When the line containing "named option grids." is reached, include it and end there; set down verbatim every line before it, starting at the top of the records.

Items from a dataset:
□ □ □ □ □
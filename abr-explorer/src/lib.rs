//! Adaptive bitrate (ABR) ladder exploration.
//!
//! This crate enumerates candidate renditions for a reference video, pushes
//! each one through an external transcode and quality-scoring pipeline, and
//! collects the produced quality artifacts per analysis model so a ladder
//! can be chosen from them afterwards.
//!
//! # Overview
//!
//! - [`PairGenerator`] builds the (resolution, bitrate) pairs allowed by a
//!   [`BitrateFilter`] and by per-resolution [`BitrateRange`]s.
//! - [`variants::expand`] multiplies the pairs by named option grids.
//! - [`naming`] derives the deterministic output path of each candidate,
//!   which is what makes skip-existing reuse possible.
//! - [`AnalysisOrchestrator`] runs the candidates, either all at once or one
//!   at a time, through the [`Transcoder`] and [`QualityAnalyzer`] seams.
//! - [`ResultAggregator`] groups artifacts by [`AnalysisModel`].
//!
//! # Example
//!
//! ```
//! use abr_explorer::{
//!     variants, BitrateFilter, LadderDefaults, PairGenerator, Resolution, VariableGrid,
//! };
//!
//! let generator = PairGenerator::new(LadderDefaults::default());
//! let pairs = generator.generate(
//!     &[Resolution::new(1280, 720)],
//!     &[500_000, 920_000, 3_000_000],
//!     &BitrateFilter::default(),
//! );
//! let candidates = variants::expand(pairs, &[VariableGrid::new("preset", ["fast", "slow"])]);
//! assert_eq!(candidates.len(), 6);
//! ```

mod aggregator;
mod candidate;
pub mod collaborator;
pub mod command;
mod config;
mod error;
mod explorer;
mod model;
pub mod naming;
mod orchestrator;
mod pairs;
mod report;
mod resolution;
pub mod variants;

pub use aggregator::{AggregatedResult, QualityResult, ResultAggregator};
pub use candidate::{Candidate, Variables};
pub use collaborator::{ArtifactStore, FsArtifactStore, QualityAnalyzer, Transcoder};
pub use command::{CommandQualityAnalyzer, CommandTemplate, CommandTranscoder};
pub use config::{
    BitrateFilter, Concurrency, ExplorerConfig, ExplorerConfigBuilder, LadderDefaults,
    VariableGrid, DEFAULT_BITRATES,
};
pub use error::{ExplorerError, Result};
pub use explorer::Explorer;
pub use model::AnalysisModel;
pub use orchestrator::{AnalysisOrchestrator, RunSettings};
pub use pairs::PairGenerator;
pub use report::{CandidateFailure, FailureStage, RunReport};
pub use resolution::{BitrateRange, Resolution};

pub const VERSION: &str = env!("CARGO_PKG_VERSION");
//! Exploration configuration.

use std::fmt;
use std::path::{Path, PathBuf};
use std::sync::Arc;

use serde::{Deserialize, Serialize};

use crate::error::{ExplorerError, Result};
use crate::model::AnalysisModel;
use crate::resolution::Resolution;

/// Default ladder, 150 kbps to 9 Mbps, in bps.
pub const DEFAULT_BITRATES: [u64; 22] = [
    150_000, 200_000, 300_000, 400_000, 500_000, 600_000, 700_000, 800_000, 920_000, 1_000_000,
    1_200_000, 1_500_000, 2_000_000, 2_500_000, 3_000_000, 3_500_000, 4_000_000, 5_000_000,
    6_000_000, 7_000_000, 8_000_000, 9_000_000,
];

/// Default bitrate and resolution tables.
///
/// Injected into the pair generator so that range defaulting never depends
/// on process-wide state. Per-resolution ranges with a missing bound fall
/// back to these bitrates, whatever bitrate set the caller explores.
#[derive(Debug, Clone, PartialEq, Serialize, Deserialize)]
pub struct LadderDefaults {
    pub bitrates: Vec<u64>,
    pub resolutions: Vec<Resolution>,
}

impl Default for LadderDefaults {
    fn default() -> Self {
        Self {
            bitrates: DEFAULT_BITRATES.to_vec(),
            resolutions: Resolution::standard_ladder(),
        }
    }
}

impl LadderDefaults {
    pub fn min_bitrate(&self) -> u64 {
        self.bitrates.iter().copied().min().unwrap_or(0)
    }

    pub fn max_bitrate(&self) -> u64 {
        self.bitrates.iter().copied().max().unwrap_or(u64::MAX)
    }
}

/// Predicate deciding whether a bitrate is worth trying at a resolution.
#[derive(Clone, Serialize, Deserialize)]
#[serde(tag = "kind", rename_all = "snake_case")]
pub enum BitrateFilter {
    /// Accept `b` iff `min * pixels <= b <= max * pixels`.
    PixelRatio { min: f64, max: f64 },
    #[serde(skip)]
    Custom(Arc<dyn Fn(u64, &Resolution) -> bool + Send + Sync>),
}

impl BitrateFilter {
    pub fn custom<F>(f: F) -> Self
    where
        F: Fn(u64, &Resolution) -> bool + Send + Sync + 'static,
    {
        Self::Custom(Arc::new(f))
    }

    pub fn accepts(&self, bitrate: u64, resolution: &Resolution) -> bool {
        match self {
            Self::PixelRatio { min, max } => {
                let pixels = resolution.pixels() as f64;
                let bitrate = bitrate as f64;
                min * pixels <= bitrate && bitrate <= max * pixels
            }
            Self::Custom(f) => f(bitrate, resolution),
        }
    }
}

impl Default for BitrateFilter {
    fn default() -> Self {
        Self::PixelRatio { min: 0.3, max: 8.0 }
    }
}

impl fmt::Debug for BitrateFilter {
    fn fmt(&self, f: &mut fmt::Formatter<'_>) -> fmt::Result {
        match self {
            Self::PixelRatio { min, max } => f
                .debug_struct("PixelRatio")
                .field("min", min)
                .field("max", max)
                .finish(),
            Self::Custom(_) => f.write_str("Custom(..)"),
        }
    }
}

/// How candidates are scheduled for one run.
#[derive(Debug, Clone, Copy, PartialEq, Eq, Default, Serialize, Deserialize)]
#[serde(rename_all = "lowercase")]
pub enum Concurrency {
    /// Every candidate, and every model of a candidate, in flight at once.
    #[default]
    Concurrent,
    /// One candidate, and one model, at a time.
    Sequential,
}

/// Named list of values for one extra transcode option.
#[derive(Debug, Clone, PartialEq, Eq, Serialize, Deserialize)]
pub struct VariableGrid {
    pub name: String,
    pub values: Vec<String>,
}

/// Replace the grid named like `grid` in place, or append it.
pub(crate) fn upsert_grid(grids: &mut Vec<VariableGrid>, grid: VariableGrid) {
    match grids.iter_mut().find(|g| g.name == grid.name) {
        Some(slot) => *slot = grid,
        None => grids.push(grid),
    }
}

impl VariableGrid {
    pub fn new<I, S>(name: impl Into<String>, values: I) -> Self
    where
        I: IntoIterator<Item = S>,
        S: Into<String>,
    {
        Self {
            name: name.into(),
            values: values.into_iter().map(Into::into).collect(),
        }
    }
}

/// Every recognized option of an exploration run.
#[derive(Debug, Clone, Serialize, Deserialize)]
#[serde(default)]
pub struct ExplorerConfig {
    pub models: Vec<AnalysisModel>,
    pub bitrates: Vec<u64>,
    pub resolutions: Vec<Resolution>,
    pub filter: BitrateFilter,
    pub concurrency: Concurrency,
    /// Extra option grids, expanded in the listed order.
    pub variables: Vec<VariableGrid>,
    /// Never transcode; score whatever already sits at each output path.
    pub skip_transcode: bool,
    /// Reuse outputs that already exist instead of transcoding again.
    pub skip_existing: bool,
    pub output_dir: PathBuf,
}

impl Default for ExplorerConfig {
    fn default() -> Self {
        let defaults = LadderDefaults::default();
        Self {
            models: vec![AnalysisModel::Hd],
            bitrates: defaults.bitrates,
            resolutions: defaults.resolutions,
            filter: BitrateFilter::default(),
            concurrency: Concurrency::Concurrent,
            variables: Vec::new(),
            skip_transcode: false,
            skip_existing: false,
            output_dir: PathBuf::from("./output"),
        }
    }
}

impl ExplorerConfig {
    pub fn builder() -> ExplorerConfigBuilder {
        ExplorerConfigBuilder::default()
    }

    /// Load a JSON configuration; omitted fields keep their defaults.
    pub fn from_json_file(path: impl AsRef<Path>) -> Result<Self> {
        let data = std::fs::read_to_string(path.as_ref())?;
        Self::from_json_str(&data)
    }

    pub fn from_json_str(data: &str) -> Result<Self> {
        let config: Self = serde_json::from_str(data)?;
        config.validate()?;
        Ok(config)
    }

    /// Set the values of one variable grid, keeping the position of a grid
    /// that already has this name.
    pub fn set_variable(&mut self, grid: VariableGrid) {
        upsert_grid(&mut self.variables, grid);
    }

    pub fn validate(&self) -> Result<()> {
        let fail = |message: String| -> Result<()> { Err(ExplorerError::Config { message }) };

        if self.models.is_empty() {
            return fail("at least one analysis model is required".into());
        }
        if let Some(r) = self
            .resolutions
            .iter()
            .find(|r| r.width == 0 || r.height == 0)
        {
            return fail(format!("resolution {r} has a zero dimension"));
        }
        if self.bitrates.contains(&0) {
            return fail("bitrates must be positive".into());
        }
        if let BitrateFilter::PixelRatio { min, max } = self.filter {
            if min > max {
                return fail(format!("pixel ratio filter min {min} exceeds max {max}"));
            }
        }
        for (i, grid) in self.variables.iter().enumerate() {
            if grid.name.is_empty() {
                return fail(format!("variable grid with values {:?} has no name", grid.values));
            }
            if self.variables[..i].iter().any(|g| g.name == grid.name) {
                return fail(format!("variable `{}` is defined more than once", grid.name));
            }
            if let Some(value) = grid
                .values
                .iter()
                .enumerate()
                .find_map(|(j, v)| grid.values[..j].contains(v).then_some(v))
            {
                return fail(format!("variable `{}` lists `{value}` twice", grid.name));
            }
        }
        Ok(())
    }
}

/// Builder for [`ExplorerConfig`].
#[derive(Default)]
pub struct ExplorerConfigBuilder {
    models: Option<Vec<AnalysisModel>>,
    bitrates: Option<Vec<u64>>,
    resolutions: Option<Vec<Resolution>>,
    filter: Option<BitrateFilter>,
    concurrency: Option<Concurrency>,
    variables: Vec<VariableGrid>,
    skip_transcode: Option<bool>,
    skip_existing: Option<bool>,
    output_dir: Option<PathBuf>,
}

impl ExplorerConfigBuilder {
    pub fn models(mut self, models: Vec<AnalysisModel>) -> Self {
        self.models = Some(models);
        self
    }

    pub fn bitrates(mut self, bitrates: Vec<u64>) -> Self {
        self.bitrates = Some(bitrates);
        self
    }

    pub fn resolutions(mut self, resolutions: Vec<Resolution>) -> Self {
        self.resolutions = Some(resolutions);
        self
    }

    pub fn filter(mut self, filter: BitrateFilter) -> Self {
        self.filter = Some(filter);
        self
    }

    pub fn concurrency(mut self, concurrency: Concurrency) -> Self {
        self.concurrency = Some(concurrency);
        self
    }

    /// Add a variable grid. Grids expand in the order they are first added;
    /// a grid with an already used name replaces the earlier values.
    pub fn variable(mut self, grid: VariableGrid) -> Self {
        upsert_grid(&mut self.variables, grid);
        self
    }

    pub fn skip_transcode(mut self, skip: bool) -> Self {
        self.skip_transcode = Some(skip);
        self
    }

    pub fn skip_existing(mut self, skip: bool) -> Self {
        self.skip_existing = Some(skip);
        self
    }

    pub fn output_dir(mut self, dir: impl Into<PathBuf>) -> Self {
        self.output_dir = Some(dir.into());
        self
    }

    pub fn build(self) -> ExplorerConfig {
        let base = ExplorerConfig::default();
        ExplorerConfig {
            models: self.models.unwrap_or(base.models),
            bitrates: self.bitrates.unwrap_or(base.bitrates),
            resolutions: self.resolutions.unwrap_or(base.resolutions),
            filter: self.filter.unwrap_or(base.filter),
            concurrency: self.concurrency.unwrap_or(base.concurrency),
            variables: self.variables,
            skip_transcode: self.skip_transcode.unwrap_or(base.skip_transcode),
            skip_existing: self.skip_existing.unwrap_or(base.skip_existing),
            output_dir: self.output_dir.unwrap_or(base.output_dir),
        }
    }
}
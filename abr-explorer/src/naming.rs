//! Deterministic output and quality-artifact paths for candidates.

use std::path::{Path, PathBuf};

use crate::candidate::Candidate;
use crate::model::AnalysisModel;

/// Container extension of transcoded variants.
pub const VARIANT_EXTENSION: &str = "mp4";

/// Extension of quality artifacts.
pub const QUALITY_EXTENSION: &str = "json";

/// `{dir}/{w}x{h}_{bitrate}[_{name}_{value}...].mp4`
///
/// Variables render in the candidate's assignment order, so the name is
/// order-sensitive even though [`Candidate`] equality is not. Candidates
/// from one [`crate::variants::expand`] call all share grid order, which
/// keeps names unique among them.
pub fn output_path(directory: &Path, candidate: &Candidate) -> PathBuf {
    let mut stem = format!(
        "{}x{}_{}",
        candidate.resolution.width, candidate.resolution.height, candidate.bitrate
    );
    for (name, value) in candidate.variables.iter() {
        stem.push('_');
        stem.push_str(name);
        stem.push('_');
        stem.push_str(value);
    }
    directory.join(format!("{stem}.{VARIANT_EXTENSION}"))
}

/// Quality artifact for `model`, next to the variant under a directory
/// named after the model: `out/a.mp4` becomes `out/hd/a.json`.
pub fn quality_path(output: &Path, model: AnalysisModel) -> PathBuf {
    let parent = output.parent().unwrap_or_else(|| Path::new(""));
    let file_name = output.with_extension(QUALITY_EXTENSION);
    let file_name = file_name.file_name().unwrap_or_default();
    parent.join(model.name()).join(file_name)
}

#[cfg(test)]
mod tests {
    use super::*;
    use crate::resolution::Resolution;

    #[test]
    fn test_plain_name() {
        let c = Candidate::new(Resolution::new(1280, 720), 920_000);
        assert_eq!(
            output_path(Path::new("out"), &c),
            PathBuf::from("out/1280x720_920000.mp4")
        );
    }

    #[test]
    fn test_variables_in_stored_order() {
        let c = Candidate::new(Resolution::new(640, 360), 400_000)
            .with_variable("preset", "slow")
            .with_variable("crf", "23");
        assert_eq!(
            output_path(Path::new("/data/ladder"), &c),
            PathBuf::from("/data/ladder/640x360_400000_preset_slow_crf_23.mp4")
        );
    }

    #[test]
    fn test_name_follows_assignment_order() {
        let res = Resolution::new(640, 360);
        let a = Candidate::new(res, 400_000)
            .with_variable("preset", "slow")
            .with_variable("crf", "23");
        let b = Candidate::new(res, 400_000)
            .with_variable("crf", "23")
            .with_variable("preset", "slow");
        assert_eq!(a, b);
        assert_eq!(
            output_path(Path::new("o"), &b),
            PathBuf::from("o/640x360_400000_crf_23_preset_slow.mp4")
        );
        assert_ne!(output_path(Path::new("o"), &a), output_path(Path::new("o"), &b));
    }

    #[test]
    fn test_same_candidate_same_name() {
        let a = Candidate::new(Resolution::new(640, 360), 400_000).with_variable("preset", "slow");
        let b = a.clone();
        assert_eq!(output_path(Path::new("o"), &a), output_path(Path::new("o"), &b));
    }

    #[test]
    fn test_quality_path_inserts_model_segment() {
        let output = PathBuf::from("out/1280x720_920000.mp4");
        assert_eq!(
            quality_path(&output, AnalysisModel::Hd),
            PathBuf::from("out/hd/1280x720_920000.json")
        );
        assert_eq!(
            quality_path(&output, AnalysisModel::Phone),
            PathBuf::from("out/phone/1280x720_920000.json")
        );
    }

    #[test]
    fn test_quality_path_without_directory() {
        assert_eq!(
            quality_path(Path::new("a.mp4"), AnalysisModel::Uhd4k),
            PathBuf::from("uhd4k/a.json")
        );
    }
}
□ □ □ □ □
> Answer box
filename abr-explorer/src/lib.rs
//! Adaptive bitrate (ABR) ladder exploration.
//!
//! This crate enumerates candidate renditions for a reference video, pushes
//! each one through an external transcode and quality-scoring pipeline, and
//! collects the produced quality artifacts per analysis model so a ladder
//! can be chosen from them afterwards.
//!
//! # Overview
//!
//! - [`PairGenerator`] builds the (resolution, bitrate) pairs allowed by a
//!   [`BitrateFilter`] and by per-resolution [`BitrateRange`]s.
//! - [`variants::expand`] multiplies the pairs by named option grids.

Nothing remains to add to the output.